La primera se relaciona con el capitalismo de guerra o acumulación por despojo/cuarta guerra mundial que sufrimos actualmente. Este viraje del sistema, que se ha acelerado en la última década, no sólo provoca más guerras y violencias sino un profundo cambio cultural: la proliferación de los machos alfa, desde los mandamases de los grandes y poderosos estados, hasta los machos altaneros de las barriadas que pretenden marcar sus territorios y, por supuesto, a sus dominados y, sobre todo, dominadas.

Sacar músculo geopolítico permite posicionarse en este periodo de decadencia del imperio hegemónico. Que se complementa con la aparición de infinidad de machitos alfa en los territorios de los sectores populares, donde narcos y paramilitares pretenden sustituir al cura, al comisario y al padre de familia en el control de la vida cotidiana de los de abajo.

La segunda mirada viene insinuada en el estudio citado, cuando concluye que las mujeres tienden a vivir un estilo de vida más ecológico, ya que desperdician menos, reciclan más y dejan una huella de carbono más pequeña (goo.gl/yW6U3v).

Esto se relaciona directamente con la reproducción, que es el punto ciego de las revoluciones, empeñadas en un productivismo a ultranza para, supuestamente, sobrepasar a los países capitalistas. La producción fabril y el obrero industrial han sido piezas centrales en la construcción del mundo nuevo, desde Marx en adelante. En paralelo, la reproducción y el papel de las mujeres han sido siempre desconsiderados.
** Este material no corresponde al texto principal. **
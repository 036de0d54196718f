// HTML Parser
// Flattens markup into a simple token stream and reads inline CSS declarations.
// Building the styled document from the stream happens in html_converter.

use html5ever::tendril::StrTendril;
use html5ever::tokenizer::states::RawKind;
use html5ever::tokenizer::{
    BufferQueue, TagKind, Token, TokenSink, TokenSinkResult, Tokenizer, TokenizerOpts,
    TokenizerResult,
};
use std::cell::RefCell;

/// A markup token relevant to styled-text import
#[derive(Debug, Clone, PartialEq)]
pub enum HtmlToken {
    StartTag {
        name: String,
        attrs: Vec<(String, String)>,
        self_closing: bool,
    },
    EndTag(String),
    /// Character data with entities already decoded
    Text(String),
}

impl HtmlToken {
    /// Value of an attribute on a start tag
    pub fn attr(&self, key: &str) -> Option<&str> {
        match self {
            HtmlToken::StartTag { attrs, .. } => attrs
                .iter()
                .find(|(k, _)| k == key)
                .map(|(_, v)| v.as_str()),
            _ => None,
        }
    }
}

/// Result of tokenizing a markup string
#[derive(Debug, Default)]
pub struct TokenStream {
    pub tokens: Vec<HtmlToken>,
    /// Parse errors reported by the tokenizer; recoverable by definition
    pub errors: Vec<String>,
}

struct TokenCollector {
    tokens: RefCell<Vec<HtmlToken>>,
    errors: RefCell<Vec<String>>,
}

impl TokenSink for TokenCollector {
    type Handle = ();

    fn process_token(&self, token: Token, _line_number: u64) -> TokenSinkResult<()> {
        match token {
            Token::TagToken(tag) => {
                let name = tag.name.to_string();
                match tag.kind {
                    TagKind::StartTag => {
                        let attrs = tag
                            .attrs
                            .iter()
                            .map(|a| (a.name.local.to_string(), a.value.to_string()))
                            .collect();
                        let raw_kind = raw_text_kind(&name).filter(|_| !tag.self_closing);
                        self.tokens.borrow_mut().push(HtmlToken::StartTag {
                            name,
                            attrs,
                            self_closing: tag.self_closing,
                        });
                        if let Some(kind) = raw_kind {
                            return TokenSinkResult::RawData(kind);
                        }
                    }
                    TagKind::EndTag => self.tokens.borrow_mut().push(HtmlToken::EndTag(name)),
                }
            }
            Token::CharacterTokens(s) => {
                let mut tokens = self.tokens.borrow_mut();
                // The tokenizer delivers text in pieces; keep one token per text node
                if let Some(HtmlToken::Text(prev)) = tokens.last_mut() {
                    prev.push_str(&s);
                } else {
                    tokens.push(HtmlToken::Text(s.to_string()));
                }
            }
            Token::ParseError(message) => {
                self.errors.borrow_mut().push(message.to_string());
            }
            _ => {}
        }
        TokenSinkResult::Continue
    }
}

/// Elements whose content is text up to the matching end tag, never markup
fn raw_text_kind(name: &str) -> Option<RawKind> {
    match name {
        "script" => Some(RawKind::ScriptData),
        "style" | "xmp" | "iframe" | "noembed" | "noframes" => Some(RawKind::Rawtext),
        "title" | "textarea" => Some(RawKind::Rcdata),
        _ => None,
    }
}

/// Tokenize an HTML fragment or document
pub fn tokenize(html: &str) -> TokenStream {
    let sink = TokenCollector {
        tokens: RefCell::new(Vec::new()),
        errors: RefCell::new(Vec::new()),
    };
    let tokenizer = Tokenizer::new(sink, TokenizerOpts::default());
    let mut queue = BufferQueue::default();
    queue.push_back(StrTendril::from(html));
    // The sink never asks for script execution, so feeding always runs to the end
    match tokenizer.feed(&mut queue) {
        TokenizerResult::Done => {}
        TokenizerResult::Script(()) => tracing::debug!("tokenizer paused at a script"),
    }
    tokenizer.end();

    let sink = tokenizer.sink;
    TokenStream {
        tokens: sink.tokens.into_inner(),
        errors: sink.errors.into_inner(),
    }
}

/// Split an inline `style` attribute into (property, value) pairs.
/// Property names are lowercased; `!important` is dropped.
pub fn parse_style_declarations(style: &str) -> Vec<(String, String)> {
    style
        .split(';')
        .filter_map(|decl| {
            let (property, value) = decl.split_once(':')?;
            let property = property.trim().to_ascii_lowercase();
            let value = value.trim();
            let value = value
                .strip_suffix("!important")
                .map(str::trim_end)
                .unwrap_or(value);
            if property.is_empty() || value.is_empty() {
                None
            } else {
                Some((property, value.to_string()))
            }
        })
        .collect()
}

/// Parse a CSS length into points. `px` is treated as a point, `em`/`%` scale `base`.
pub fn parse_length(value: &str, base: f32) -> Option<f32> {
    let value = value.trim().to_ascii_lowercase();
    let (number, scale) = if let Some(n) = value.strip_suffix("pt") {
        (n, 1.0)
    } else if let Some(n) = value.strip_suffix("px") {
        (n, 1.0)
    } else if let Some(n) = value.strip_suffix("rem") {
        (n, base)
    } else if let Some(n) = value.strip_suffix("em") {
        (n, base)
    } else if let Some(n) = value.strip_suffix('%') {
        (n, base / 100.0)
    } else {
        (value.as_str(), 1.0)
    };
    let parsed: f32 = number.trim().parse().ok()?;
    parsed.is_finite().then_some(parsed * scale)
}

/// First family of a `font-family` list, without quotes
pub fn parse_font_family(value: &str) -> Option<String> {
    let first = value.split(',').next()?.trim();
    let unquoted = first.trim_matches(|c| c == '\'' || c == '"').trim();
    (!unquoted.is_empty()).then(|| unquoted.to_string())
}

/// Whether a `font-weight` value means bold
pub fn parse_font_weight(value: &str) -> Option<bool> {
    match value.trim().to_ascii_lowercase().as_str() {
        "bold" | "bolder" => Some(true),
        "normal" | "lighter" => Some(false),
        other => other.parse::<u16>().ok().map(|w| w >= 600),
    }
}

/// Underline and line-through flags of a `text-decoration` value
pub fn parse_text_decoration(value: &str) -> (bool, bool) {
    let value = value.to_ascii_lowercase();
    let underline = value.split_whitespace().any(|v| v == "underline");
    let line_through = value.split_whitespace().any(|v| v == "line-through");
    (underline, line_through)
}

#[cfg(test)]
mod tests {
    use super::*;

    #[test]
    fn test_tokenize_decodes_entities() {
        let stream = tokenize("<p class=\"x\">a&nbsp;&amp;b</p>");
        assert_eq!(
            stream.tokens,
            vec![
                HtmlToken::StartTag {
                    name: "p".to_string(),
                    attrs: vec![("class".to_string(), "x".to_string())],
                    self_closing: false,
                },
                HtmlToken::Text("a\u{a0}&b".to_string()),
                HtmlToken::EndTag("p".to_string()),
            ]
        );
    }

    #[test]
    fn test_tokenize_reports_unterminated_tag() {
        let stream = tokenize("<p");
        assert!(stream.tokens.is_empty());
        assert!(!stream.errors.is_empty());
    }

    #[test]
    fn test_style_declarations() {
        let decls = parse_style_declarations("Font-Weight: bold; color:#f00 !important;;");
        assert_eq!(
            decls,
            vec![
                ("font-weight".to_string(), "bold".to_string()),
                ("color".to_string(), "#f00".to_string()),
            ]
        );
    }

    #[test]
    fn test_lengths_and_fonts() {
        assert_eq!(parse_length("14pt", 12.0), Some(14.0));
        assert_eq!(parse_length("16px", 12.0), Some(16.0));
        assert_eq!(parse_length("2em", 12.0), Some(24.0));
        assert_eq!(parse_length("wide", 12.0), None);
        assert_eq!(
            parse_font_family("'Times New Roman', serif"),
            Some("Times New Roman".to_string())
        );
        assert_eq!(parse_font_weight("700"), Some(true));
        assert_eq!(parse_font_weight("400"), Some(false));
        assert_eq!(parse_text_decoration("underline line-through"), (true, true));
    }

    #[test]
    fn test_script_and_style_are_raw_text() {
        let stream = tokenize("<script>if (a<b) { x(); }</script><style>p > b {}</style><p>t</p>");
        assert!(stream.errors.is_empty());
        assert_eq!(
            stream.tokens[1],
            HtmlToken::Text("if (a<b) { x(); }".to_string())
        );
        assert_eq!(stream.tokens[2], HtmlToken::EndTag("script".to_string()));
        assert_eq!(stream.tokens[4], HtmlToken::Text("p > b {}".to_string()));
        assert_eq!(stream.tokens[6], HtmlToken::StartTag {
            name: "p".to_string(),
            attrs: Vec::new(),
            self_closing: false,
        });
    }
}
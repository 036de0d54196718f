// Text Format
// Point-in-time snapshot of the formatting at a location or selection

use super::styled_document::*;
use url::Url;

/// Formatting state reported to hosts on every selection change.
///
/// Every field is derived from the document; nothing here is stored back.
/// Bold and italic come from the font's traits, underline and strikethrough
/// from the line-style attributes, and the two list flags from the
/// paragraph's [`ListKind`], so at most one of them is set.
#[derive(Debug, Clone, PartialEq, Default)]
pub struct TextFormat {
    pub font: Option<Font>,
    pub is_bold: bool,
    pub is_italic: bool,
    pub is_underline: bool,
    pub is_strikethrough: bool,
    pub is_bulleted_list: bool,
    pub is_numbered_list: bool,
    pub hyperlink_enabled: bool,
    pub hyperlink: Option<Url>,
    pub text_alignment: TextAlignment,
    pub text_color: Option<Color>,
    pub text_background_color: Option<Color>,
}

impl TextFormat {
    /// Build a snapshot from a set of character attributes and a paragraph style
    pub fn from_attributes(attributes: &TextAttributes, style: &ParagraphStyle) -> Self {
        TextFormat {
            font: Some(attributes.font.clone()),
            is_bold: attributes.is_bold(),
            is_italic: attributes.is_italic(),
            is_underline: attributes.underline,
            is_strikethrough: attributes.strikethrough,
            is_bulleted_list: style.list == ListKind::Bulleted,
            is_numbered_list: style.list == ListKind::Numbered,
            hyperlink_enabled: attributes.link.is_some(),
            hyperlink: attributes.link.clone(),
            text_alignment: style.alignment,
            text_color: attributes.text_color,
            text_background_color: attributes.background_color,
        }
    }

    /// Format at a single document location
    pub fn at(doc: &StyledDocument, location: usize) -> Self {
        Self::from_attributes(doc.attributes_at(location), doc.paragraph_style_at(location))
    }

    /// Format for a selection: attributes of the first selected character,
    /// paragraph style of the first touched paragraph, and a hyperlink only
    /// when one link covers the whole selection.
    pub fn for_range(doc: &StyledDocument, range: TextRange) -> Self {
        let range = doc.clamp_range(range);
        if range.is_empty() {
            return Self::at(doc, range.location);
        }
        // The run before `location + 1` is the one holding the first selected character
        let mut format = Self::at(doc, range.location + 1);
        format.text_alignment = doc.paragraph_style_at(range.location).alignment;
        let style = doc.paragraph_style_at(range.location);
        format.is_bulleted_list = style.list == ListKind::Bulleted;
        format.is_numbered_list = style.list == ListKind::Numbered;
        format.hyperlink = doc.hyperlink_in(range);
        format.hyperlink_enabled = format.hyperlink.is_some();
        format
    }

    /// Point size of the reported font, if any
    pub fn font_size(&self) -> Option<f32> {
        self.font.as_ref().map(|f| f.size)
    }
}

#[cfg(test)]
mod tests {
    use super::*;

    fn sample() -> StyledDocument {
        let url = Url::parse("https://example.org/").unwrap();
        StyledDocument::from_paragraphs(vec![
            Paragraph::default()
                .with_text("bold", TextAttributes::bold())
                .with_plain_text(" ")
                .with_text("link", TextAttributes::plain().with_link(url)),
            Paragraph::new(ParagraphStyle::default().with_list(ListKind::Numbered))
                .with_plain_text("item"),
        ])
    }

    #[test]
    fn test_bold_is_derived_from_font() {
        let doc = sample();
        let format = TextFormat::for_range(&doc, TextRange::new(0, 4));
        assert!(format.is_bold);
        assert!(format.font.as_ref().unwrap().is_bold());
        assert!(!format.is_italic);
    }

    #[test]
    fn test_selection_uses_first_selected_character() {
        let doc = sample();
        // Starts right after the bold run: the first selected character is the plain space
        let format = TextFormat::for_range(&doc, TextRange::new(4, 2));
        assert!(!format.is_bold);
    }

    #[test]
    fn test_hyperlink_requires_whole_selection() {
        let doc = sample();
        let on_link = TextFormat::for_range(&doc, TextRange::new(5, 4));
        assert!(on_link.hyperlink_enabled);
        assert_eq!(on_link.hyperlink.unwrap().as_str(), "https://example.org/");

        let partial = TextFormat::for_range(&doc, TextRange::new(3, 6));
        assert!(!partial.hyperlink_enabled);
        assert!(partial.hyperlink.is_none());
    }

    #[test]
    fn test_list_flags_are_exclusive() {
        let doc = sample();
        let format = TextFormat::at(&doc, 12);
        assert!(format.is_numbered_list);
        assert!(!format.is_bulleted_list);

        let plain = TextFormat::at(&doc, 0);
        assert!(!plain.is_numbered_list && !plain.is_bulleted_list);
        assert!(plain.text_color.is_none());
    }
}
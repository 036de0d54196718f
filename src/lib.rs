// Library exports for rich-text-editor

pub mod error;
pub mod richtext;
pub mod settings;

pub use error::{EditError, HtmlImportError, SettingsError};
pub use richtext::editor::{
    ClipboardContents, Key, KeyEvent, Modifiers, PASTEBOARD_DATA_TYPE, RichTextEditor,
    RichTextEditorDataSource, RichTextEditorDelegate,
};
pub use richtext::html_converter::{document_from_html, html_from_document, is_html};
pub use richtext::list_layout::{ListLayoutSettings, ListMarkerLayout, MarkerPainter};
pub use richtext::preview_change::{PreviewChange, PreviewChangeNames, Shortcuts};
pub use richtext::styled_document::{
    Color, DefaultAttributes, Font, ListKind, Paragraph, ParagraphStyle, StyledDocument,
    TextAlignment, TextAttributes, TextRange,
};
pub use richtext::text_format::TextFormat;
pub use settings::EditorSettings;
No podemos combatir el capitalismo ni el patriarcado, ni cuidar del medio ambiente ni de nuestros hijos e hijas, sin instalarnos en la reproducción que es, precisamente, el cuidado de la vida. Entiendo que la reproducción puede ser también cuestión de varones, pero eso requiere una política explícita en esa dirección, como señalan las comandantas que convocan el encuentro de mujeres en el caracol Morelia.

Como dice el comunicado de convocatoria del Primer Encuentro Internacional, Político, Artístico, Deportivo y Cultural de las Mujeres que Luchan, los varones zapatistas se encargarán de la cocina y de limpiar y de lo que se necesite (goo.gl/MeFoUU).

¿Acaso esas tareas son menos revolucionarias que estar parado en un templete bajando línea (como decimos en el sur)? Nos dan menos visibilidad, pero son las tareas oscuras que hacen posible las grandes acciones. Para involucrarnos en la reproducción, los varones necesitamos un fuerte ejercicio para limitar nuestro ego, más aún si se trata de un ego revolucionario.

La tercera es quizá la más importante: ¿qué podemos aprender los varones heterosexuales y de izquierda de los movimientos feministas y de mujeres?

Lo primero sería reconocer que las mujeres avanzaron mucho más que nosotros en las últimas décadas. O sea, ser un poco más humildes, escuchar, preguntar, aprender a hacernos a un lado, a guardar silencio para que se escuchen otras voces. Una de las cuestiones que podemos aprender es cómo ellas se han puesto de pie sin vanguardias ni aparatos jerárquicos, sin comités centrales y sin necesidad de ocupar el gobierno estatal.

¿Cómo lo hicieron? Pues organizándose entre ellas, entre iguales. Trabajando al patriarca interior: al padre, al dirigente bien hablado, al caudillo. Esto es bien interesante, porque las mujeres que luchan no están reproduciendo los mismos roles que combaten, ya que no se trata de sustituir un opresor por una opresora, ni un opresor de derecha por un opresor de izquierda. Por eso digo que avanzaron mucho.

La segunda cuestión que podemos aprender es que la política, en grande, en escenarios bien iluminados y mediáticos, con programas, estrategias y discursos grandilocuentes, no es más que la reproducción del sistema dominante. Ellas han politizado la vida cotidiana, el cocinar, la cocina, el cuidar a los hijos e hijas, las artes de tejer y de sanar, entre tantas otras. Creer que todo esto es poco importante, que existen jerarquías entre unas y otras dimensiones, es similar a seguir buscando machos alfa que nos emancipen.

Seguramente hay muchas otras cuestiones que podemos aprender de los movimientos de mujeres, que ignoro o que aún debemos descubrir. Lo que importa no es tener la respuesta ya preparada, sino tallarnos en sencillez y humildad para aprender de este maravilloso movimiento de mujeres que está cambiando el mundo.